前一世的靳英濯絕對算得上是秦鶴鳴的貴人,他雖自幼體弱又因其生母地位卑賤而倍受靳家嫡出的姐弟幾人排擠,卻是個生性好強的。
在別人開蒙學《千字經》、《弟子規》這些東西的時候他已經開始看各種兵書了,前世在雲南邊境戰亂中幫秦鶴鳴出謀劃策,以緩兵之計拖延了對方進攻,前後夾擊一舉擒住對方主將,未傷筋動骨地就取得大勝。
而那時他剛好二十一歲,也是他生命定住的那一年。
而這一世,喬挽竟然治好了他的先天不足之症,又報了殺母之仇,靳英濯的人生算是重新洗了牌。
也正因為如此,他前面的障礙便都不應該再有,一定要清除。在秦鶴鳴看來,首當其衝的就是視他為眼中釘肉中刺的靳家主母夫人。
當然重生這種匪夷所思的事他是不可能說的,此種怪力亂神之相,連他自己都無法解釋如何能讓喬挽信服?於是他只是挑挑揀揀地把靳英濯在兵法方面的強項說了。
“那,靳大人呢?”
“靳西倫治家不嚴,優柔寡斷,將嫡子養成京城惡少,又偏信婦人之言安排護送嫡次女遠赴福建私會秦佐,致他人婚姻破裂。連後宅之事都難以掌控之人,也是時候得些教訓了。

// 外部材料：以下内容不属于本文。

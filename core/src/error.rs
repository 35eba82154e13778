//! Error types for the Tone Analyzer client.
//!
//! # Design
//! Errors fall into three groups. `InvalidArgument` and `InvalidUrl` are
//! detected locally before any request leaves the process. `HttpError` and
//! `Transport` come from the HTTP exchange and carry the server's status and
//! body, or the transport's own error, untouched. `Deserialization` means the
//! server answered 2xx with a body that does not match the result schema.

use thiserror::Error;

use crate::http::TransportError;

/// Errors returned by `ToneAnalyzer` build, parse and call methods.
#[derive(Debug, Error)]
pub enum ApiError {
    /// Caller-supplied options are missing or incomplete. No request was sent.
    #[error("invalid argument: {0}")]
    InvalidArgument(String),

    /// The configured service endpoint is not a valid absolute URL.
    #[error("invalid service URL: {0}")]
    InvalidUrl(#[from] url::ParseError),

    /// The request payload could not be serialized to JSON.
    #[error("{operation}: request serialization failed: {source}")]
    Serialization {
        operation: &'static str,
        #[source]
        source: serde_json::Error,
    },

    /// The server returned a non-2xx status.
    #[error("HTTP {status}: {body}")]
    HttpError { status: u16, body: String },

    /// The transport failed before a response was received.
    #[error("transport error: {0}")]
    Transport(#[source] TransportError),

    /// The response body could not be deserialized into the expected type.
    #[error("{operation}: response deserialization failed: {source}")]
    Deserialization {
        operation: &'static str,
        #[source]
        source: serde_json::Error,
    },
}

impl ApiError {
    /// HTTP status code for `HttpError`, `None` for every other variant.
    pub fn status(&self) -> Option<u16> {
        match self {
            ApiError::HttpError { status, .. } => Some(*status),
            _ => None,
        }
    }
}
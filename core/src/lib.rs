//! Synchronous API client core for the Tone Analyzer service.
//!
//! # Overview
//! Builds `HttpRequest` values and parses `HttpResponse` values without
//! touching the network (host-does-IO pattern). The caller executes the
//! actual HTTP round-trip, either by hand between `build_*` and `parse_*` or
//! through a `Transport` passed to `ToneAnalyzer::tone` / `tone_chat`.
//!
//! # Design
//! - `ToneAnalyzer` is stateless apart from its read-only `ServiceConfig`.
//! - Call options are immutable values produced by validating builders.
//! - Result DTOs derive structural equality and re-serialize to the JSON
//!   they were decoded from.
//! - DTOs are defined independently from the mock-server crate; integration
//!   tests catch schema drift.

pub mod client;
pub mod config;
pub mod error;
pub mod http;
pub mod options;
pub mod types;

pub use client::{ToneAnalyzer, TONE_CHAT_PATH, TONE_PATH};
pub use config::{Credentials, ServiceConfig};
pub use error::ApiError;
pub use http::{HttpMethod, HttpRequest, HttpResponse, Transport, TransportError};
pub use options::{
    AcceptLanguage, ContentLanguage, Tone, ToneChatOptions, ToneChatOptionsBuilder, ToneContent, ToneInput,
    ToneOptions, ToneOptionsBuilder, Utterance,
};
pub use types::{
    DocumentAnalysis, SentenceAnalysis, ToneAnalysis, ToneCategory, ToneChatScore, ToneScore, UtteranceAnalyses,
    UtteranceAnalysis,
};
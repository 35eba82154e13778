use mock_server::{MockResponse, MockServer};
use tokio::net::TcpListener;

const TONE_FIXTURE: &str = include_str!("../../test-vectors/fixtures/tone.json");
const TONE_CHAT_FIXTURE: &str = include_str!("../../test-vectors/fixtures/tone_chat.json");

#[tokio::main]
async fn main() -> Result<(), std::io::Error> {
    let port = std::env::var("PORT").unwrap_or_else(|_| "3000".to_string());
    let addr = format!("127.0.0.1:{port}");

    let server = MockServer::new();
    server.set_default("/v3/tone", MockResponse::raw_json(TONE_FIXTURE));
    server.set_default("/v3/tone_chat", MockResponse::raw_json(TONE_CHAT_FIXTURE));

    let listener = TcpListener::bind(&addr).await?;
    println!("listening on {addr}");
    mock_server::run(listener, server).await
}
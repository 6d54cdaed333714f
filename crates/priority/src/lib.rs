//! Request prioritization for the quota scheduler.
//!
//! [`prioritize_requests`] turns a pool's balances, queued requests and
//! running workers into an [`OrderedRequests`] view: every queued request
//! annotated with the priority it should be dispatched at, sorted so that a
//! dispatcher can walk the bands from highest to lowest priority with
//! [`OrderedRequests::for_priority`].

mod fanout;
pub mod ordered;
pub mod prioritizer;

pub use ordered::{Bands, OrderedRequests, PrioritizedRequest};
pub use prioritizer::prioritize_requests;
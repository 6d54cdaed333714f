use chrono::{DateTime, Utc};
use serde::{Deserialize, Serialize};

use crate::error::{QschedError, Result};

/// Earliest valid timestamp: 0001-01-01T00:00:00Z.
const MIN_SECONDS: i64 = -62_135_596_800;
/// Latest valid timestamp: 9999-12-31T23:59:59Z.
const MAX_SECONDS: i64 = 253_402_300_799;

/// The zero time, 0001-01-01T00:00:00Z. Requests without a usable enqueue
/// time are ordered as if enqueued at this instant, ahead of any valid time.
pub fn zero_time() -> DateTime<Utc> {
    DateTime::from_timestamp(MIN_SECONDS, 0).unwrap_or(DateTime::<Utc>::MIN_UTC)
}

/// Stored form of a wall-clock instant, as carried in scheduler state.
#[derive(Debug, Clone, Copy, Default, PartialEq, Eq, Serialize, Deserialize)]
pub struct Timestamp {
    pub seconds: i64,
    #[serde(default)]
    pub nanos: i32,
}

impl Timestamp {
    pub fn new(seconds: i64, nanos: i32) -> Self {
        Self { seconds, nanos }
    }

    /// Convert to a `DateTime`, rejecting out-of-range values.
    pub fn to_datetime(&self) -> Result<DateTime<Utc>> {
        let invalid = || QschedError::InvalidTimestamp {
            seconds: self.seconds,
            nanos: self.nanos,
        };
        if !(MIN_SECONDS..=MAX_SECONDS).contains(&self.seconds) {
            return Err(invalid());
        }
        let nanos = u32::try_from(self.nanos).map_err(|_| invalid())?;
        if nanos >= 1_000_000_000 {
            return Err(invalid());
        }
        DateTime::from_timestamp(self.seconds, nanos).ok_or_else(invalid)
    }
}

impl From<DateTime<Utc>> for Timestamp {
    fn from(t: DateTime<Utc>) -> Self {
        // chrono reports a leap second as nanos >= 1e9.
        let nanos = t.timestamp_subsec_nanos().min(999_999_999);
        Self {
            seconds: t.timestamp(),
            nanos: nanos as i32,
        }
    }
}
use std::collections::HashMap;

use qscheduler_core::{AccountId, Config, Worker};

/// Tracks, per account, how many tasks are already active (running, or
/// counted earlier in a priority-ordered walk) against the account's
/// configured fanout limit.
#[derive(Debug)]
pub(crate) struct FanoutCounter<'c, 'k> {
    config: &'c Config,
    active: HashMap<&'k AccountId, u32>,
}

impl<'c, 'k> FanoutCounter<'c, 'k> {
    pub(crate) fn new(config: &'c Config) -> Self {
        Self {
            config,
            active: HashMap::new(),
        }
    }

    /// Count the tasks currently running on `workers`. Idle workers and
    /// tasks without an account are skipped.
    pub(crate) fn count_running(&mut self, workers: impl IntoIterator<Item = &'k Worker>) {
        for account in workers.into_iter().filter_map(Worker::running_account) {
            self.count(account);
        }
    }

    pub(crate) fn count(&mut self, account: &'k AccountId) {
        *self.active.entry(account).or_default() += 1;
    }

    pub(crate) fn active(&self, account: &AccountId) -> u32 {
        self.active.get(account).copied().unwrap_or(0)
    }

    /// Whether the account has a fanout limit and has already reached it.
    /// Unconfigured and unlimited accounts are never throttled.
    pub(crate) fn is_throttled(&self, account: &AccountId) -> bool {
        match self.config.account_config(account) {
            Some(ac) if ac.is_limited() => self.active(account) >= ac.max_fanout,
            _ => false,
        }
    }

    pub(crate) fn is_configured(&self, account: &AccountId) -> bool {
        self.config.account_config(account).is_some()
    }
}
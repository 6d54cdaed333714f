use std::fmt;

use serde::{Deserialize, Serialize};

macro_rules! string_id {
    ($(#[$meta:meta])* $name:ident) => {
        $(#[$meta])*
        #[derive(Debug, Clone, Default, PartialEq, Eq, Hash, PartialOrd, Ord, Serialize, Deserialize)]
        #[serde(transparent)]
        pub struct $name(String);

        impl $name {
            pub fn as_str(&self) -> &str {
                &self.0
            }

            pub fn is_empty(&self) -> bool {
                self.0.is_empty()
            }
        }

        impl From<&str> for $name {
            fn from(value: &str) -> Self {
                Self(value.to_string())
            }
        }

        impl From<String> for $name {
            fn from(value: String) -> Self {
                Self(value)
            }
        }

        impl fmt::Display for $name {
            fn fmt(&self, f: &mut fmt::Formatter<'_>) -> fmt::Result {
                f.write_str(&self.0)
            }
        }
    };
}

string_id!(
    /// Identifies a quota account.
    AccountId
);

string_id!(
    /// Identifies a task request.
    RequestId
);

string_id!(
    /// Identifies a worker.
    WorkerId
);
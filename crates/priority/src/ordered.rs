use std::collections::BTreeMap;
use std::ops::Range;

use chrono::{DateTime, Utc};
use serde::Serialize;

use qscheduler_core::{Priority, TaskRequest};

/// A request annotated with the priority it should be dispatched at.
#[derive(Debug, Clone, PartialEq, Serialize)]
pub struct PrioritizedRequest<'a> {
    priority: Priority,
    request: &'a TaskRequest,
    /// Reserved for the dispatcher; never set during prioritization.
    scheduled: bool,
    /// The account disables free tasks: skip this entry if it is dispatched
    /// from the free bucket.
    disable_if_free: bool,
    /// Sort key, resolved once from the request's stored enqueue time.
    #[serde(skip)]
    enqueued_at: DateTime<Utc>,
}

impl<'a> PrioritizedRequest<'a> {
    pub(crate) fn new(priority: Priority, request: &'a TaskRequest, enqueued_at: DateTime<Utc>) -> Self {
        Self {
            priority,
            request,
            scheduled: false,
            disable_if_free: false,
            enqueued_at,
        }
    }

    pub(crate) fn with_disable_if_free(mut self, disable_if_free: bool) -> Self {
        self.disable_if_free = disable_if_free;
        self
    }

    pub fn priority(&self) -> Priority {
        self.priority
    }

    pub fn request(&self) -> &'a TaskRequest {
        self.request
    }

    pub fn enqueued_at(&self) -> DateTime<Utc> {
        self.enqueued_at
    }

    pub fn is_scheduled(&self) -> bool {
        self.scheduled
    }

    pub fn disable_if_free(&self) -> bool {
        self.disable_if_free
    }

    pub fn mark_scheduled(&mut self) {
        self.scheduled = true;
    }

    pub(crate) fn demote(&mut self) {
        self.priority = Priority::FREE_BUCKET;
    }
}

/// Sort by ascending priority, then ascending enqueue time. The sort is
/// stable; entries equal on both keys keep their relative order.
pub(crate) fn sort_requests(items: &mut [PrioritizedRequest<'_>]) {
    items.sort_by(|a, b| {
        a.priority
            .cmp(&b.priority)
            .then_with(|| a.enqueued_at.cmp(&b.enqueued_at))
    });
}

/// Prioritized requests, sorted by `(priority, enqueue time)`.
///
/// Lookups by priority band are binary searches over the sorted list, so a
/// dispatcher can walk the bands without rescanning.
#[derive(Debug, Clone, Default, PartialEq, Serialize)]
#[serde(transparent)]
pub struct OrderedRequests<'a> {
    items: Vec<PrioritizedRequest<'a>>,
}

impl<'a> OrderedRequests<'a> {
    /// Sort `items` and freeze them into an ordered view.
    pub(crate) fn from_unsorted(mut items: Vec<PrioritizedRequest<'a>>) -> Self {
        sort_requests(&mut items);
        Self { items }
    }

    pub fn len(&self) -> usize {
        self.items.len()
    }

    pub fn is_empty(&self) -> bool {
        self.items.is_empty()
    }

    pub fn as_slice(&self) -> &[PrioritizedRequest<'a>] {
        &self.items
    }

    pub fn iter(&self) -> std::slice::Iter<'_, PrioritizedRequest<'a>> {
        self.items.iter()
    }

    pub fn into_vec(self) -> Vec<PrioritizedRequest<'a>> {
        self.items
    }

    /// Index range of the entries with exactly `priority`.
    ///
    /// When nothing matches, the range is empty and starts at the position
    /// where such entries would be inserted.
    pub fn priority_range(&self, priority: Priority) -> Range<usize> {
        let start = self.items.partition_point(|item| item.priority < priority);
        let end = start + self.items[start..].partition_point(|item| item.priority <= priority);
        start..end
    }

    /// Entries with exactly `priority`, in order. Empty if there are none.
    pub fn for_priority(&self, priority: Priority) -> &[PrioritizedRequest<'a>] {
        &self.items[self.priority_range(priority)]
    }

    /// Mutable access to one band, so a dispatcher can mark entries as
    /// scheduled.
    pub fn for_priority_mut(&mut self, priority: Priority) -> &mut [PrioritizedRequest<'a>] {
        let range = self.priority_range(priority);
        &mut self.items[range]
    }

    /// Each distinct priority present, with its entries, highest priority
    /// first.
    pub fn bands(&self) -> Bands<'_, 'a> {
        Bands { rest: &self.items }
    }

    /// Number of entries per priority present.
    pub fn band_counts(&self) -> BTreeMap<Priority, usize> {
        self.bands().map(|(p, band)| (p, band.len())).collect()
    }
}

impl<'s, 'a> IntoIterator for &'s OrderedRequests<'a> {
    type Item = &'s PrioritizedRequest<'a>;
    type IntoIter = std::slice::Iter<'s, PrioritizedRequest<'a>>;

    fn into_iter(self) -> Self::IntoIter {
        self.items.iter()
    }
}

/// Iterator over the priority bands of an [`OrderedRequests`].
pub struct Bands<'s, 'a> {
    rest: &'s [PrioritizedRequest<'a>],
}

impl<'s, 'a> Iterator for Bands<'s, 'a> {
    type Item = (Priority, &'s [PrioritizedRequest<'a>]);

    fn next(&mut self) -> Option<Self::Item> {
        let priority = self.rest.first()?.priority;
        let len = self.rest.partition_point(|item| item.priority <= priority);
        let (band, rest) = self.rest.split_at(len);
        self.rest = rest;
        Some((priority, band))
    }
}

”
“他若看不到他這腌臢的後宅,如何能知道之前那些年都是錯的呢。”
秦鶴鳴臉色淡淡的,病床上還未完全清醒的靳英濯正是靳西倫這些年對靳夫人聽之任之的犧牲品。
事情就怕牽扯,這些年靳英濯服的藥裡,吃的飯裡,喝的水裡,靳夫人的心腹丫鬟和嬤嬤動了多少手腳恐怕在今日都能根株牽連出來,他是相信胡少常胡攪蠻纏式的審問方式的。這也算是替靳英濯報了上一世英年早逝的大仇了。
話說明白了,又涉及他靳美姿和秦佐的事,喬挽也不願多談,便也不再矯情。
伸手探了探靳英濯的額頭,又看了看一旁的沙漏,說:“現已近寅時,靳大公子也未再發熱,大司馬可派人接替看護了,注意事項我會寫下來。”
“嗯。”
對於這一個缺醫少藥,沒有醫療機械的時代,對於她來說極簡單的一個手術已經讓她筋疲力盡,累到虛脫。
她站起身,一邊往外走一邊腹誹著:這一次也就是看在萬兩銀子的面子上,日後絕不能再冒冒失失地答應為別人手術了,上一世也就是沒日沒夜地勞累才猝死的,這一世絕不可以再這樣了,切記,切記……
心裡碎碎念著,往外走的腳步越來越凌亂,腳下卻越來越軟,本已漸漸發白的天色卻越來越黑……心中暗暗驚呼不好時,卻失去了知覺。
迷迷糊糊地睜開眼,越來越清晰的是看到秦鶴鳴那張俊臉。
還好,還好,居然還活著,而且還屬於這個時代。
秦鶴鳴穩穩地託著她的腰,他大手間傳遞過來的溫熱讓她在這春寒料峭的凌晨倍覺舒適,更令她舒適的是,一塊蜜糖被溫柔地塞入口中,蜜糖的口感如同細膩的絲綢,輕輕滑過舌尖,帶著絲絲縷縷的香甜,讓人回味無窮。
這是獨屬於她最愛的食悅閣蜜糖的滋味……
等等!他一個男人怎麼也會如閨閣小女子那般隨身揣著喜愛的吃食和糖果,他偷吃如意買回的蜜糖也就說得過去了。
“你這是飢飽癆,昨日操勞了一天又守到現在,滴米未進,換做錚錚鐵骨的男兒也會吃不消的。蜜糖可緩解此症,我便隨身備了些。”
“嗯。”喬挽抬手擋住了眼睛,她實在不敢與秦鶴鳴那溫和如水的眼神對視,她當然知道她這是低血糖,上一輩子就是如此,忙起來就沒黑沒白的,卻也總是忘了隨身帶幾塊糖補充體力。